I’ve put off writing about my recent trip to Auschvitz and Birkenau camps because I know that whatever I say will not be enough; everyone has their own personal associations with that time and place and there are images burnt onto our memories that capture the evil of what occurred (although let’s be right about this, it didn’t just happen, it was a series of deliberate actions by a large group of incredibly ‘civilised’ people inflicted upon millions and millions of other people).
It’s difficult to conceive of what four million people looks like – the fact that it’s more than the population of Birmingham and Greater Manchester put together doesn’t really help me to imagine that number of living people being treated like insects, starved, beaten, humiliated, broken, killed and then burnt at the whim of others.

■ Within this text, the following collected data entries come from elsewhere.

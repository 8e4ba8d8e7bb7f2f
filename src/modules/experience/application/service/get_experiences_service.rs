use async_trait::async_trait;

use crate::modules::experience::application::domain::entities::Experience;
use crate::modules::experience::application::ports::incoming::use_cases::{
    GetExperiencesError, GetExperiencesUseCase,
};
use crate::modules::experience::application::ports::outgoing::ExperienceQuery;

pub struct GetExperiencesService<Q>
where
    Q: ExperienceQuery,
{
    query: Q,
}

impl<Q> GetExperiencesService<Q>
where
    Q: ExperienceQuery,
{
    pub fn new(query: Q) -> Self {
        Self { query }
    }
}

#[async_trait]
impl<Q> GetExperiencesUseCase for GetExperiencesService<Q>
where
    Q: ExperienceQuery + Send + Sync,
{
    async fn execute(&self) -> Result<Vec<Experience>, GetExperiencesError> {
        self.query
            .list()
            .await
            .map_err(|e| GetExperiencesError::QueryError(e.to_string()))
    }
}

I guess, like most people, I have always associated myself with the survivor role, the hero who fights the odds and escapes. For the first time in my life, standing on the train platform at Birkenau in the exact spot where Nazi ‘soldiers’ and ‘doctors’ made the life and death decision with the flick of a thumb as to whether you should go left to the indescribably cruel conditions of the work camp for a prolonged existence of, on average, two months, or straight ahead to the smoking chimneys of the gas chambers and crematorium, I felt that there was absolutely no reason for me to have survived, to have been chosen to be kept alive.
I would almost certainly have been sent on the terrifying walk clutching my carefully selected belongings that I had meticulously packed up and kept close to me for the whole stinking, starving train journey from my home. Personal possessions taken, I’d have been stripped, shaven and sent to be gassed, where, if I was ‘lucky’ I would be positioned near to an outlet and die instantly rather than last the extra excruciating 20 minutes whilst my organs corroded and burnt within. Dependent on the back-log of bodies, I might then have been piled up with the other naked bodies and eventually my ashes and remnants of bones scattered across this vilest of places for eternity.
It’s impossible to think that would be the preferable option to being given the flick of the thumb left into the concentration camp. But perhaps it was?
It sucked the very life force out of me knowing this, like a pack of JK Rowling’s deatheaters was all around drawing all hope, happiness and positivity out of my brain, bones and consciousness.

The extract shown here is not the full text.